第43話 フミカの独白 その2
風薫る5月。
球技大会のドッジボールで美浜咲はボールが真正面から顔に当たり、転んだ。それを偶然廊下から見ていた私は息が止まりそうになった。今すぐこの窓を乗り越えて彼女を抱き起こしてやりたい衝動にかられた。クラスメイトの手を借り立ち上がった彼女の顔は、痛みのせいだろうか、悔しさのためだろうか、涙に濡れていた。
私は一目散に廊下を駆けだした。上履きを履き替えることも忘れ昇降口から校舎をまわり、運動場に飛び出した。コンクリートの段差につまづき膝を強打したが、すぐに立ち上がって走り出す。美浜咲を治療してあげなくては。美浜咲を抱きかかえて保健室に連れて行かなくては‥‥‥。
ストッキングが破れ膝から血が滴っているにもかかわらず、走った。痛みなど感じなかった。体操服姿の生徒が私を振り返って首をかしげている。

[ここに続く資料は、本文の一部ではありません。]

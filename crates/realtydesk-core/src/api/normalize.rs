//! List-response normalization.
//!
//! Collection endpoints do not agree on an envelope. Some return a bare
//! array, others wrap it. `normalize_list` is the single place that knows the
//! shapes, checked in this order:
//!
//! 1. top-level array
//! 2. `data` array
//! 3. `items` array
//! 4. `data.items` array
//!
//! Anything else is an empty list.

use serde::de::DeserializeOwned;
use serde_json::Value;

use super::ApiError;

/// Extract the item array from a list response without deserializing items.
pub fn list_items(value: Value) -> Vec<Value> {
    match value {
        Value::Array(items) => items,
        Value::Object(mut map) => match map.remove("data") {
            Some(Value::Array(items)) => items,
            data => {
                if let Some(Value::Array(items)) = map.remove("items") {
                    return items;
                }
                match data {
                    Some(Value::Object(mut data)) => match data.remove("items") {
                        Some(Value::Array(items)) => items,
                        _ => Vec::new(),
                    },
                    _ => Vec::new(),
                }
            }
        },
        _ => Vec::new(),
    }
}

/// Normalize a list response and deserialize each item.
pub fn normalize_list<T: DeserializeOwned>(value: Value) -> Result<Vec<T>, ApiError> {
    list_items(value)
        .into_iter()
        .map(|item| {
            serde_json::from_value(item)
                .map_err(|e| ApiError::InvalidResponse(format!("Failed to parse list item: {}", e)))
        })
        .collect()
}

運動場に出た時、まっさきに美浜咲を探した。まず運動場を階段状に囲んでいる観覧席を探した。きっと鼻血でも出しコートから外れたことだろうと予想したからだ。しかし、どこを見回してもいない。
男女の声援が舞い上がり、私はコートに視線をやる。
いた。美浜咲がいた! すでに外野に立ち、相手チームを積極的に攻めているではないか。
──よかった。なんでもなかったんだ。
ほっと胸を撫で下ろした。その時初めて、膝に違和感を感じ、怪我していたことに気づいた。上履きのサンダルのまま飛び出してきた自分に苦笑した。
運動場では美浜咲のオーラが一層濃厚になって感じられた。女子も男子も全員が美浜咲の動きを注視しているように感じた。冷静さを取り戻した私は、いつものように冷ややかに腕組みをし、しかし心の中ではいつになく熱くなって彼女の活躍を見守っていた。
女子特有の不器用なフォームでボールを投げる姿。味方からパスしてもらったボールを柔らかな胸で受け止める時の、ぬいぐるみでも抱きしめるようなあどけない姿。ボールを取り損ねてペロッと小さな舌を出すしぐさ。ボールがお尻に当たりおおげさにはしゃぎまわる姿──。
そんな彼女の愛くるしい一瞬一瞬を、私は膝の痛みも忘れ、呆然と見守っていたのだった。
──フォーリンラブ!
私は真っ青に晴れ上がった空を仰いだ。そして、
「おお、神よ……」
胸の前で十字架を切った。(クリスチャンでもないのに)
男になど見向きもしなかった私が、女である美浜咲に落ちてしまったのだ。
「神よ、許したまえ……。ミゼレレ・ノーヴィス!」
私は次第に彼女を遠くから見ているだけでは我慢できなくなった。
ああ、あの無邪気な子と話してみたい。一緒のチームになって抱き合って勝利を喜びたい。あの愛くるしい躰に触れてみたい。──そんな欲望がふつふつと湧いてくるのだった。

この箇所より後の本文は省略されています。